=== YOUR TASK ===
Each record below is to be set down again precisely.

=== PROVIDED RECORDS ===
//! Fail-fast errors for caller bugs
//!
//! Only programming errors live here. Enemies leaving the strip, the player
//! hitting an edge or an attack window expiring are ordinary state changes.

use core::fmt;

/// Invalid strip construction or out-of-range pixel access
#[derive(Debug, Clone, Copy, PartialEq, Eq)]
pub enum StripError {
    /// A strip must hold at least one pixel
    ZeroLength,
    /// Requested length does not fit the backing buffer
    TooLong { len: usize, capacity: usize },
    /// Direct access outside `[0, len)`
    OutOfRange { index: usize, len: usize },
}

impl fmt::Display for StripError {
    fn fmt(&self, f: &mut fmt::Formatter<'_>) -> fmt::Result {
        match self {
            Self::ZeroLength => f.write_str("strip length must be non-zero"),
            Self::TooLong { len, capacity } => {
                write!(f, "strip length {len} exceeds capacity {capacity}")
            }
            Self::OutOfRange { index, len } => {
                write!(f, "pixel index {index} out of range for strip of {len}")
            }
        }
    }
}

/// World registration failures
#[derive(Debug, Clone, Copy, PartialEq, Eq)]
pub enum WorldError {
    /// No room left for another enemy
    Full { capacity: usize },
}

impl fmt::Display for WorldError {
    fn fmt(&self, f: &mut fmt::Formatter<'_>) -> fmt::Result {
        match self {
            Self::Full { capacity } => write!(f, "world already holds {capacity} enemies"),
        }
    }
}
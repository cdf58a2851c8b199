// SPDX-License-Identifier: BUSL-1.1
// Copyright (c) 2026 Alfred Jean LLC

//! Output formatting for CLI commands

use anyhow::Result;
use clap::ValueEnum;
use serde::Serialize;
use std::fmt::Display;

#[derive(Debug, Clone, Copy, PartialEq, Eq, ValueEnum)]
pub enum OutputFormat {
    Text,
    Json,
}

/// Render a value as text or pretty JSON
pub fn render<T: Serialize + Display + ?Sized>(value: &T, format: OutputFormat) -> Result<String> {
    Ok(match format {
        OutputFormat::Text => value.to_string(),
        OutputFormat::Json => serde_json::to_string_pretty(value)?,
    })
}

/// Render one value per line in text mode, or a JSON array
pub fn render_list<T: Serialize + Display>(items: &[T], format: OutputFormat) -> Result<String> {
    Ok(match format {
        OutputFormat::Text => items
            .iter()
            .map(|item| item.to_string())
            .collect::<Vec<_>>()
            .join("\n"),
        OutputFormat::Json => serde_json::to_string_pretty(items)?,
    })
}

pub fn print<T: Serialize + Display + ?Sized>(value: &T, format: OutputFormat) -> Result<()> {
    println!("{}", render(value, format)?);
    Ok(())
}

pub fn print_list<T: Serialize + Display>(items: &[T], format: OutputFormat) -> Result<()> {
    let out = render_list(items, format)?;
    if !out.is_empty() || format == OutputFormat::Json {
        println!("{}", out);
    }
    Ok(())
}
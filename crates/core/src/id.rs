// SPDX-License-Identifier: BUSL-1.1
// Copyright (c) 2026 Alfred Jean LLC

//! Run identifiers used to correlate log lines of one sequencer run

use std::fmt;
use std::sync::atomic::{AtomicU64, Ordering};
use std::sync::Arc;

/// Identifier of a single sequencer run
#[derive(Debug, Clone, PartialEq, Eq, Hash)]
pub struct RunId(pub String);

impl fmt::Display for RunId {
    fn fmt(&self, f: &mut fmt::Formatter<'_>) -> fmt::Result {
        f.write_str(&self.0)
    }
}

/// Generates run identifiers
pub trait IdGen: Clone + Send + Sync {
    fn next(&self) -> RunId;
}

/// Short random ids for real runs
#[derive(Clone, Default)]
pub struct UuidIdGen;

impl IdGen for UuidIdGen {
    fn next(&self) -> RunId {
        let uuid = uuid::Uuid::new_v4().simple().to_string();
        RunId(format!("run-{}", &uuid[..12]))
    }
}

/// Counter-based ids, shared between clones
#[derive(Clone)]
pub struct SequentialIdGen {
    prefix: String,
    counter: Arc<AtomicU64>,
}

impl SequentialIdGen {
    pub fn new(prefix: impl Into<String>) -> Self {
        Self {
            prefix: prefix.into(),
            counter: Arc::new(AtomicU64::new(1)),
        }
    }
}

impl Default for SequentialIdGen {
    fn default() -> Self {
        Self::new("run")
    }
}

impl IdGen for SequentialIdGen {
    fn next(&self) -> RunId {
        let n = self.counter.fetch_add(1, Ordering::SeqCst);
        RunId(format!("{}-{}", self.prefix, n))
    }
}
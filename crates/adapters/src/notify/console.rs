// SPDX-License-Identifier: BUSL-1.1
// Copyright (c) 2026 Alfred Jean LLC

//! Terminal and no-op notifiers

use super::{NotifyAdapter, NotifyError};
use anayat_core::{Notification, NotifyLevel};
use async_trait::async_trait;
use std::io::Write;

/// Prints notifications to stderr, one line each
#[derive(Clone, Copy, Debug, Default)]
pub struct ConsoleNotifyAdapter;

impl ConsoleNotifyAdapter {
    pub fn new() -> Self {
        Self
    }
}

#[async_trait]
impl NotifyAdapter for ConsoleNotifyAdapter {
    async fn notify(&self, notification: Notification) -> Result<(), NotifyError> {
        match notification.level {
            NotifyLevel::Error => tracing::error!(text = %notification.message, "notify"),
            NotifyLevel::Warning => tracing::warn!(text = %notification.message, "notify"),
            NotifyLevel::Info | NotifyLevel::Success => {
                tracing::info!(text = %notification.message, level = ?notification.level, "notify")
            }
        }

        let mut stderr = std::io::stderr().lock();
        writeln!(stderr, "{}", notification).map_err(|e| NotifyError::Failed(e.to_string()))
    }
}

/// Notifier that drops everything.
///
/// Used for machine-readable output where stderr must stay quiet.
#[derive(Clone, Copy, Debug, Default)]
pub struct NoOpNotifyAdapter;

impl NoOpNotifyAdapter {
    pub fn new() -> Self {
        Self
    }
}

#[async_trait]
impl NotifyAdapter for NoOpNotifyAdapter {
    async fn notify(&self, notification: Notification) -> Result<(), NotifyError> {
        tracing::debug!(text = %notification.message, "notification suppressed");
        Ok(())
    }
}
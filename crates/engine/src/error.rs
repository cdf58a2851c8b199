// SPDX-License-Identifier: BUSL-1.1
// Copyright (c) 2026 Alfred Jean LLC

//! Error types for dashboard workflows

use anayat_adapters::NotifyError;
use anayat_core::{InvalidStepError, StoreError};
use anayat_storage::BackupError;
use thiserror::Error;

/// Errors that can occur while running a workflow
#[derive(Debug, Error)]
pub enum EngineError {
    #[error("a deployment is already in progress")]
    DeploymentInProgress,
    #[error("workflow cancelled")]
    Cancelled,
    #[error("invalid deployment plan: {0}")]
    InvalidStep(#[from] InvalidStepError),
    #[error("store error: {0}")]
    Store(#[from] StoreError),
    #[error("backup error: {0}")]
    Backup(#[from] BackupError),
    #[error("notify error: {0}")]
    Notify(#[from] NotifyError),
}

=== ANSWER TO THE PROBLEM ===
//! Fail-fast errors for caller bugs
//!
//! Only programming errors live here. Enemies leaving the strip, the player
//! hitting an edge or an attack window expiring are ordinary state changes.

use core::fmt;

/// Invalid strip construction or out-of-range pixel access
#[derive(Debug, Clone, Copy, PartialEq, Eq)]
pub enum StripError {
    /// A strip must hold at least one pixel
    ZeroLength,
    /// Requested length does not fit the backing buffer
    TooLong { len: usize, capacity: usize },
    /// Direct access outside `[0, len)`
    OutOfRange { index: usize, len: usize },
}

impl fmt::Display for StripError {
    fn fmt(&self, f: &mut fmt::Formatter<'_>) -> fmt::Result {
        match self {
            Self::ZeroLength => f.write_str("strip length must be non-zero"),
            Self::TooLong { len, capacity } => {
                write!(f, "strip length {len} exceeds capacity {capacity}")
            }
            Self::OutOfRange { index, len } => {
                write!(f, "pixel index {index} out of range for strip of {len}")
            }
        }
    }
}

/// World registration failures
#[derive(Debug, Clone, Copy, PartialEq, Eq)]
pub enum WorldError {
    /// No room left for another enemy
    Full { capacity: usize },
}

impl fmt::Display for WorldError {
    fn fmt(&self, f: &mut fmt::Formatter<'_>) -> fmt::Result {
        match self {
            Self::Full { capacity } => write!(f, "world already holds {capacity} enemies"),
        }
    }
}
repository cdf58a2851c8b199
// SPDX-License-Identifier: BUSL-1.1
// Copyright (c) 2026 Alfred Jean LLC

//! Output formatting for CLI commands

use anyhow::Result;
use clap::ValueEnum;
use serde::Serialize;
use std::fmt::Display;

#[derive(Debug, Clone, Copy, PartialEq, Eq, ValueEnum)]
pub enum OutputFormat {
    Text,
    Json,
}

/// Render a value as text or pretty JSON
pub fn render<T: Serialize + Display + ?Sized>(value: &T, format: OutputFormat) -> Result<String> {
    Ok(match format {
        OutputFormat::Text => value.to_string(),
        OutputFormat::Json => serde_json::to_string_pretty(value)?,
    })
}

/// Render one value per line in text mode, or a JSON array
pub fn render_list<T: Serialize + Display>(items: &[T], format: OutputFormat) -> Result<String> {
    Ok(match format {
        OutputFormat::Text => items
            .iter()
            .map(|item| item.to_string())
            .collect::<Vec<_>>()
            .join("\n"),
        OutputFormat::Json => serde_json::to_string_pretty(items)?,
    })
}

pub fn print<T: Serialize + Display + ?Sized>(value: &T, format: OutputFormat) -> Result<()> {
    println!("{}", render(value, format)?);
    Ok(())
}

pub fn print_list<T: Serialize + Display>(items: &[T], format: OutputFormat) -> Result<()> {
    let out = render_list(items, format)?;
    if !out.is_empty() || format == OutputFormat::Json {
        println!("{}", out);
    }
    Ok(())
}
filename crates/core/src/id.rs
// SPDX-License-Identifier: BUSL-1.1
// Copyright (c) 2026 Alfred Jean LLC

//! Run identifiers used to correlate log lines of one sequencer run

use std::fmt;
use std::sync::atomic::{AtomicU64, Ordering};
use std::sync::Arc;

/// Identifier of a single sequencer run
#[derive(Debug, Clone, PartialEq, Eq, Hash)]
pub struct RunId(pub String);

impl fmt::Display for RunId {
    fn fmt(&self, f: &mut fmt::Formatter<'_>) -> fmt::Result {
        f.write_str(&self.0)
    }
}

/// Generates run identifiers
pub trait IdGen: Clone + Send + Sync {
    fn next(&self) -> RunId;
}

/// Short random ids for real runs
#[derive(Clone, Default)]
pub struct UuidIdGen;

impl IdGen for UuidIdGen {
    fn next(&self) -> RunId {
        let uuid = uuid::Uuid::new_v4().simple().to_string();
        RunId(format!("run-{}", &uuid[..12]))
    }
}

/// Counter-based ids, shared between clones
#[derive(Clone)]
pub struct SequentialIdGen {
    prefix: String,
    counter: Arc<AtomicU64>,
}

impl SequentialIdGen {
    pub fn new(prefix: impl Into<String>) -> Self {
        Self {
            prefix: prefix.into(),
            counter: Arc::new(AtomicU64::new(1)),
        }
    }
}

impl Default for SequentialIdGen {
    fn default() -> Self {
        Self::new("run")
    }
}

impl IdGen for SequentialIdGen {
    fn next(&self) -> RunId {
        let n = self.counter.fetch_add(1, Ordering::SeqCst);
        RunId(format!("{}-{}", self.prefix, n))
    }
}
filename crates/adapters/src/notify/console.rs
// SPDX-License-Identifier: BUSL-1.1
// Copyright (c) 2026 Alfred Jean LLC

//! Terminal and no-op notifiers

use super::{NotifyAdapter, NotifyError};
use anayat_core::{Notification, NotifyLevel};
use async_trait::async_trait;
use std::io::Write;

/// Prints notifications to stderr, one line each
#[derive(Clone, Copy, Debug, Default)]
pub struct ConsoleNotifyAdapter;

impl ConsoleNotifyAdapter {
    pub fn new() -> Self {
        Self
    }
}

#[async_trait]
impl NotifyAdapter for ConsoleNotifyAdapter {
    async fn notify(&self, notification: Notification) -> Result<(), NotifyError> {
        match notification.level {
            NotifyLevel::Error => tracing::error!(text = %notification.message, "notify"),
            NotifyLevel::Warning => tracing::warn!(text = %notification.message, "notify"),
            NotifyLevel::Info | NotifyLevel::Success => {
                tracing::info!(text = %notification.message, level = ?notification.level, "notify")
            }
        }

        let mut stderr = std::io::stderr().lock();
        writeln!(stderr, "{}", notification).map_err(|e| NotifyError::Failed(e.to_string()))
    }
}

/// Notifier that drops everything.
///
/// Used for machine-readable output where stderr must stay quiet.
#[derive(Clone, Copy, Debug, Default)]
pub struct NoOpNotifyAdapter;

impl NoOpNotifyAdapter {
    pub fn new() -> Self {
        Self
    }
}

#[async_trait]
impl NotifyAdapter for NoOpNotifyAdapter {
    async fn notify(&self, notification: Notification) -> Result<(), NotifyError> {
        tracing::debug!(text = %notification.message, "notification suppressed");
        Ok(())
    }
}
filename crates/engine/src/error.rs
repository cdf58a2851c8b199
// SPDX-License-Identifier: BUSL-1.1
// Copyright (c) 2026 Alfred Jean LLC

//! Error types for dashboard workflows

use anayat_adapters::NotifyError;
use anayat_core::{InvalidStepError, StoreError};
use anayat_storage::BackupError;
use thiserror::Error;

/// Errors that can occur while running a workflow
#[derive(Debug, Error)]
pub enum EngineError {
    #[error("a deployment is already in progress")]
    DeploymentInProgress,
    #[error("workflow cancelled")]
    Cancelled,
    #[error("invalid deployment plan: {0}")]
    InvalidStep(#[from] InvalidStepError),
    #[error("store error: {0}")]
    Store(#[from] StoreError),
    #[error("backup error: {0}")]
    Backup(#[from] BackupError),
    #[error("notify error: {0}")]
    Notify(#[from] NotifyError),
}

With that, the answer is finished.